- **Source information**
#![doc = "feed-mirror-core: core pipeline library for feed-mirror."]

//! This crate contains the whole mirror pipeline: concurrent fetching into a
//! content store, content sniffing, collision-free naming in source order and
//! link building. Configuration files, environment lookup and report
//! rendering live in the `feed-mirror` CLI crate.
//!
//! # Usage
//! Build a [`config::MirrorConfig`], resolve [`config::LinkTemplates`] against a
//! [`config::RepoIdent`], and hand both to [`synchronise::synchronise`] together
//! with a [`contract::Fetcher`] and a [`contract::Shortener`].

pub mod config;
pub mod contract;
pub mod download;
pub mod error;
pub mod links;
pub mod naming;
pub mod sniff;
pub mod synchronise;
use std::path::{Path, PathBuf};
use std::time::Duration;

use futures::StreamExt;
use tokio::fs::{self, File};
use tokio::io::{AsyncReadExt, AsyncWriteExt, BufWriter};
use tracing::{debug, error, info, warn};

use crate::config::{MirrorConfig, SourceEntry};
use crate::contract::{FetchOutcome, Fetcher, StagedFile};
use crate::error::FetchFailure;
use crate::sniff::{detect_extension, SNIFF_LEN};

const STAGING_PREFIX: &str = "tmp_";
const BYTES_PER_MB: f64 = 1024.0 * 1024.0;

/// Bytes to MiB, rounded to two decimals.
pub fn bytes_to_mb(bytes: u64) -> f64 {
    (bytes as f64 / BYTES_PER_MB * 100.0).round() / 100.0
}

/// A fresh staging path that no other task can pick.
pub fn staging_path(store_dir: &Path) -> PathBuf {
    store_dir.join(format!(
        "{STAGING_PREFIX}{}",
        uuid::Uuid::new_v4().simple()
    ))
}

/// HttpFetcher streams sources over HTTP(S) into the content store.
///
/// One client is shared by all concurrent fetches; the per-request timeout is
/// configured on the client.
pub struct HttpFetcher {
    client: reqwest::Client,
    chunk_size: usize,
    max_size_bytes: u64,
    max_size_mb: u64,
}

impl HttpFetcher {
    pub fn new(config: &MirrorConfig) -> Result<Self, reqwest::Error> {
        let client = reqwest::Client::builder()
            .timeout(Duration::from_secs(config.timeout_secs))
            .user_agent(concat!("feed-mirror/", env!("CARGO_PKG_VERSION")))
            .build()?;
        Ok(Self::with_client(client, config))
    }

    pub fn with_client(client: reqwest::Client, config: &MirrorConfig) -> Self {
        Self {
            client,
            chunk_size: config.chunk_size.max(1),
            max_size_bytes: config.max_file_size_bytes(),
            max_size_mb: config.max_file_size_mb,
        }
    }

    fn too_large(&self, size_bytes: u64) -> FetchFailure {
        FetchFailure::SizeExceeded {
            size_mb: bytes_to_mb(size_bytes),
            limit_mb: self.max_size_mb,
        }
    }

    async fn transfer(&self, url: &str, staging: &Path) -> Result<u64, FetchFailure> {
        let response = self.client.get(url).send().await?;
        let status = response.status();
        if !status.is_success() {
            return Err(FetchFailure::Transfer(format!(
                "HTTP status {status} for {url}"
            )));
        }

        if let Some(announced) = response.content_length() {
            if announced > self.max_size_bytes {
                return Err(self.too_large(announced));
            }
        }

        let file = File::create(staging).await?;
        let mut writer = BufWriter::with_capacity(self.chunk_size, file);
        let mut written: u64 = 0;
        let mut stream = response.bytes_stream();
        while let Some(chunk) = stream.next().await {
            let chunk = chunk?;
            written += chunk.len() as u64;
            if written > self.max_size_bytes {
                return Err(self.too_large(written));
            }
            writer.write_all(&chunk).await?;
        }
        writer.flush().await?;
        Ok(written)
    }
}

/// Reads the first [`SNIFF_LEN`] bytes of a file (fewer if it is shorter).
pub async fn read_prefix(path: &Path) -> std::io::Result<Vec<u8>> {
    let mut file = File::open(path).await?;
    let mut prefix = Vec::with_capacity(SNIFF_LEN);
    (&mut file).take(SNIFF_LEN as u64).read_to_end(&mut prefix).await?;
    Ok(prefix)
}

async fn remove_staging(path: &Path) {
    match fs::remove_file(path).await {
        Ok(()) => debug!(path = %path.display(), "Removed staging file"),
        Err(e) if e.kind() == std::io::ErrorKind::NotFound => {}
        Err(e) => warn!(error = ?e, path = %path.display(), "Failed to remove staging file"),
    }
}

#[async_trait::async_trait]
impl Fetcher for HttpFetcher {
    async fn fetch(&self, entry: &SourceEntry, store_dir: &Path) -> FetchOutcome {
        let staging = staging_path(store_dir);
        info!(url = %entry.url, desc = %entry.desc, staging = %staging.display(), "Starting download");

        let size_bytes = match self.transfer(&entry.url, &staging).await {
            Ok(size) => size,
            Err(failure) => {
                error!(url = %entry.url, desc = %entry.desc, error = %failure, "Download failed");
                remove_staging(&staging).await;
                return Err(failure);
            }
        };

        let prefix = match read_prefix(&staging).await {
            Ok(prefix) => prefix,
            Err(e) => {
                error!(url = %entry.url, error = ?e, "Failed to read back staging file");
                remove_staging(&staging).await;
                return Err(e.into());
            }
        };
        let extension = detect_extension(&prefix, &entry.url);

        info!(
            url = %entry.url,
            desc = %entry.desc,
            size_bytes,
            extension = %extension,
            "Download finished"
        );
        Ok(StagedFile {
            staging_path: staging,
            size_bytes,
            extension,
        })
    }
}

/// Empties the content store of regular files, creating it if absent.
/// Subdirectories are left alone.
pub async fn clear_store(store_dir: &Path) -> std::io::Result<()> {
    if !fs::try_exists(store_dir).await? {
        fs::create_dir_all(store_dir).await?;
        debug!(path = %store_dir.display(), "Created content store");
        return Ok(());
    }

    let mut removed = 0usize;
    let mut entries = fs::read_dir(store_dir).await?;
    while let Some(entry) = entries.next_entry().await? {
        if entry.file_type().await?.is_file() {
            fs::remove_file(entry.path()).await?;
            removed += 1;
        }
    }
    debug!(path = %store_dir.display(), removed, "Cleared content store");
    Ok(())
}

- **What you have to do**
Quote every line of the records above, from the first down to the one holding "pub fn new(config: &MirrorConfig)", exactly as written.

- **Your solution**
#![doc = "feed-mirror-core: core pipeline library for feed-mirror."]

//! This crate contains the whole mirror pipeline: concurrent fetching into a
//! content store, content sniffing, collision-free naming in source order and
//! link building. Configuration files, environment lookup and report
//! rendering live in the `feed-mirror` CLI crate.
//!
//! # Usage
//! Build a [`config::MirrorConfig`], resolve [`config::LinkTemplates`] against a
//! [`config::RepoIdent`], and hand both to [`synchronise::synchronise`] together
//! with a [`contract::Fetcher`] and a [`contract::Shortener`].

pub mod config;
pub mod contract;
pub mod download;
pub mod error;
pub mod links;
pub mod naming;
pub mod sniff;
pub mod synchronise;
use std::path::{Path, PathBuf};
use std::time::Duration;

use futures::StreamExt;
use tokio::fs::{self, File};
use tokio::io::{AsyncReadExt, AsyncWriteExt, BufWriter};
use tracing::{debug, error, info, warn};

use crate::config::{MirrorConfig, SourceEntry};
use crate::contract::{FetchOutcome, Fetcher, StagedFile};
use crate::error::FetchFailure;
use crate::sniff::{detect_extension, SNIFF_LEN};

const STAGING_PREFIX: &str = "tmp_";
const BYTES_PER_MB: f64 = 1024.0 * 1024.0;

/// Bytes to MiB, rounded to two decimals.
pub fn bytes_to_mb(bytes: u64) -> f64 {
    (bytes as f64 / BYTES_PER_MB * 100.0).round() / 100.0
}

/// A fresh staging path that no other task can pick.
pub fn staging_path(store_dir: &Path) -> PathBuf {
    store_dir.join(format!(
        "{STAGING_PREFIX}{}",
        uuid::Uuid::new_v4().simple()
    ))
}

/// HttpFetcher streams sources over HTTP(S) into the content store.
///
/// One client is shared by all concurrent fetches; the per-request timeout is
/// configured on the client.
pub struct HttpFetcher {
    client: reqwest::Client,
    chunk_size: usize,
    max_size_bytes: u64,
    max_size_mb: u64,
}

impl HttpFetcher {
    pub fn new(config: &MirrorConfig) -> Result<Self, reqwest::Error> {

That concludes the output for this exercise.